CandyStore

Note

😸 v1.0 brings true crash-consistency, improved compaction and an overall simpler design, as well as a stable file format.

The append-only data files are the compatibility boundary. The index format may still evolve, and when the data-file format is recognized but the index format is outdated, Candy recreates the index on open by default.

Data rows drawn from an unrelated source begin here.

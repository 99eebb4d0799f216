use chrono::{DateTime, Utc};
use parking_lot::RwLock;
use rust_decimal::Decimal;
use std::collections::HashMap;
use std::sync::Arc;
use tokio::sync::broadcast;
use tracing::{debug, info};
use uuid::Uuid;

use crate::error::{AppError, AppResult, StatusError};
use crate::payment::models::{Currency, Payment, PaymentIdentity, PaymentStatus};
use crate::settlement::traits::{Observation, SettlementBackend, StatusCheck};

/// Emitted whenever a tracked invoice changes status
#[derive(Debug, Clone, PartialEq, Eq)]
pub struct StatusChange {
    pub invoice: Uuid,
    pub currency: Currency,
    pub from: PaymentStatus,
    pub to: PaymentStatus,
    pub at: DateTime<Utc>,
}

/// Result of applying a status report to an invoice
#[derive(Debug, Clone, Copy, PartialEq, Eq)]
pub enum StatusUpdate {
    Changed {
        from: PaymentStatus,
        to: PaymentStatus,
    },
    Unchanged,
}

/// An invoice in the active set together with the backend that watches it
pub struct ActivePayment {
    payment: RwLock<Payment>,
    backend: Arc<dyn SettlementBackend>,
    events: broadcast::Sender<StatusChange>,
}

impl ActivePayment {
    pub fn identity(&self) -> PaymentIdentity {
        self.payment.read().identity()
    }

    pub fn id(&self) -> Uuid {
        self.payment.read().id
    }

    pub fn status(&self) -> PaymentStatus {
        self.payment.read().status
    }

    /// Point-in-time copy of the invoice
    pub fn payment(&self) -> Payment {
        self.payment.read().clone()
    }

    pub fn backend_name(&self) -> &'static str {
        self.backend.name()
    }

    /// One status-check attempt against the settlement backend
    pub async fn check(&self) -> AppResult<StatusCheck> {
        let payment = self.payment();
        self.backend.check_payment(&payment).await
    }

    /// Apply what a backend observed
    ///
    /// Status and amount are written together. A rejected transition leaves
    /// both untouched.
    pub fn apply_observation(&self, observation: Observation) -> Result<StatusUpdate, StatusError> {
        self.transition(observation.status, observation.amount_paid)
    }

    /// Move the invoice forward. Never demotes; a repeated status is a no-op.
    pub fn apply_status(&self, next: PaymentStatus) -> Result<StatusUpdate, StatusError> {
        self.transition(next, None)
    }

    fn transition(
        &self,
        next: PaymentStatus,
        amount_paid: Option<Decimal>,
    ) -> Result<StatusUpdate, StatusError> {
        let change = {
            let mut payment = self.payment.write();
            let current = payment.status;

            if current != next && !current.can_transition_to(next) {
                return Err(StatusError::IllegalTransition {
                    from: current,
                    to: next,
                });
            }

            if let Some(amount_paid) = amount_paid {
                Self::write_amount_paid(&mut payment, amount_paid);
            }

            if current == next {
                return Ok(StatusUpdate::Unchanged);
            }

            let now = Utc::now();
            payment.status = next;
            payment.updated_at = now;

            StatusChange {
                invoice: payment.id,
                currency: payment.currency,
                from: current,
                to: next,
                at: now,
            }
        };

        info!(
            "Invoice {} status {} -> {}",
            change.invoice, change.from, change.to
        );

        let update = StatusUpdate::Changed {
            from: change.from,
            to: change.to,
        };

        // No subscribers is fine
        let _ = self.events.send(change);

        Ok(update)
    }

    /// Only tracked while the invoice is still being polled
    pub fn record_amount_paid(&self, amount_paid: Decimal) {
        Self::write_amount_paid(&mut self.payment.write(), amount_paid);
    }

    fn write_amount_paid(payment: &mut Payment, amount_paid: Decimal) {
        if payment.status.is_polling() && payment.amount_paid != amount_paid {
            debug!(
                "Invoice {} amount paid {} -> {}",
                payment.id, payment.amount_paid, amount_paid
            );
            payment.amount_paid = amount_paid;
            payment.updated_at = Utc::now();
        }
    }

    pub fn record_payout(&self, transaction: String) {
        let mut payment = self.payment.write();
        payment.payout_transaction = Some(transaction);
        payment.updated_at = Utc::now();
    }
}

/// Active-invoice registry
///
/// Owned by whoever creates invoices. The reconciler only snapshots it and
/// writes status updates into entries that already exist.
pub struct ActivePayments {
    payments: RwLock<HashMap<Uuid, Arc<ActivePayment>>>,
    events: broadcast::Sender<StatusChange>,
}

impl ActivePayments {
    pub fn new(event_capacity: usize) -> Self {
        let (events, _) = broadcast::channel(event_capacity.max(1));
        Self {
            payments: RwLock::new(HashMap::new()),
            events,
        }
    }

    /// Start tracking an invoice with the backend that can watch it
    pub fn track(
        &self,
        payment: Payment,
        backend: Arc<dyn SettlementBackend>,
    ) -> AppResult<Arc<ActivePayment>> {
        if backend.backend_type() != payment.backend_type || !backend.supports(payment.currency) {
            return Err(AppError::Unsupported {
                currency: payment.currency,
                reason: format!(
                    "backend {} cannot watch {:?} invoices",
                    backend.name(),
                    payment.backend_type
                ),
            });
        }

        let id = payment.id;
        let entry = Arc::new(ActivePayment {
            payment: RwLock::new(payment),
            backend,
            events: self.events.clone(),
        });

        self.payments.write().insert(id, entry.clone());
        debug!("Tracking invoice {}", id);

        Ok(entry)
    }

    pub fn untrack(&self, id: &Uuid) -> Option<Arc<ActivePayment>> {
        let removed = self.payments.write().remove(id);
        if removed.is_some() {
            debug!("Stopped tracking invoice {}", id);
        }
        removed
    }

    pub fn get(&self, id: &Uuid) -> Option<Arc<ActivePayment>> {
        self.payments.read().get(id).cloned()
    }

    pub fn len(&self) -> usize {
        self.payments.read().len()
    }

    pub fn is_empty(&self) -> bool {
        self.payments.read().is_empty()
    }

    /// Current active set, oldest invoice first
    pub fn snapshot(&self) -> Vec<Arc<ActivePayment>> {
        let mut entries: Vec<(DateTime<Utc>, Uuid, Arc<ActivePayment>)> = self
            .payments
            .read()
            .values()
            .map(|entry| {
                let payment = entry.payment.read();
                (payment.created_at, payment.id, entry.clone())
            })
            .collect();

        entries.sort_by(|a, b| (a.0, a.1).cmp(&(b.0, b.1)));
        entries.into_iter().map(|(_, _, entry)| entry).collect()
    }

    pub fn subscribe(&self) -> broadcast::Receiver<StatusChange> {
        self.events.subscribe()
    }
}

impl Default for ActivePayments {
    fn default() -> Self {
        Self::new(1024)
    }
}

Pre-v1.0 stores are not covered by this compatibility promise.

CandyStore

A pure Rust implementation of a fast (blazingly ™️, of course), persistent, in-process key-value store that relies on a hash-based sharding algorithm. All operations — lookup, insert, and removal — are O(1).

Operation	Time*
Lookup	< 1us
Insert	< 1us
Update	< 2us
Removal	< 2us

On my laptop (32 core AMD RYZEN AI MAX+ 395 with 64GB RAM, running Ubuntu 25.10 kernel 6.17.0-19-generic) I'm getting

$ cargo run --release --example perf

Testing key-value using 1 threads, each with 1000000 items (key size: 16, value size: 16)
    Inserts: 0.530478 us/op
    Updates: 0.626602 us/op
    Positive Lookups: 0.311369 us/op
    Negative Lookups: 0.045717 us/op
    Iter all: 0.366935 us/op
    Removes: 0.604568 us/op

See how to interpret the results*.

APIs

Candy offers

A simple key-value API (get, set, remove and atomic operations like replace)
A typed interface on top (get<K,V>, set<K,V>, etc.)
Double-ended queues (push_to_queue_tail, pop_queue_head, etc.) as well as a typed interface on top of them
Lists (get_from_list, set_in_list, etc.) as well as a typed interface on top of them
The DB is completely thread-safe in idiomatic Rust (just Arc<> it)

use candystore::{CandyStore, Config, Result};

fn main() -> Result<()> {
    let db = CandyStore::open("/path/to/db", Config::default())?;

    db.set("hello", "world")?;
    let val = db.get("hello")?;
    assert_eq!(val, Some(b"world".to_vec()));
    db.remove("hello")?;

    db.set_in_list("cities", "Barcelona", "Spain")?;
    db.set_in_list("cities", "Chicago", "USA")?;
    db.set_in_list("cities", "Caracas", "Venezuela")?;

    let cities: Vec<String> = db.iter_list("cities")
        .map(|res| String::from_utf8(res.unwrap().0).unwrap())
        .collect();

    assert_eq!(cities, vec!["Barcelona", "Chicago", "Caracas"]);

    Ok(())
}

Algorithm

The algorithm can be thought of as a "zero-overhead extension" to a hash table stored over files, designed to minimize IO operations. It does not employ a WAL or a journal, and instead uses append-only files that serve both as a source of truth and as the final data structure. Unlike LSM-based stores that need to maintain large SSTables in memory, sort them and later merge them, Candy uses a small mmap'ed index that points to on-disk data directly.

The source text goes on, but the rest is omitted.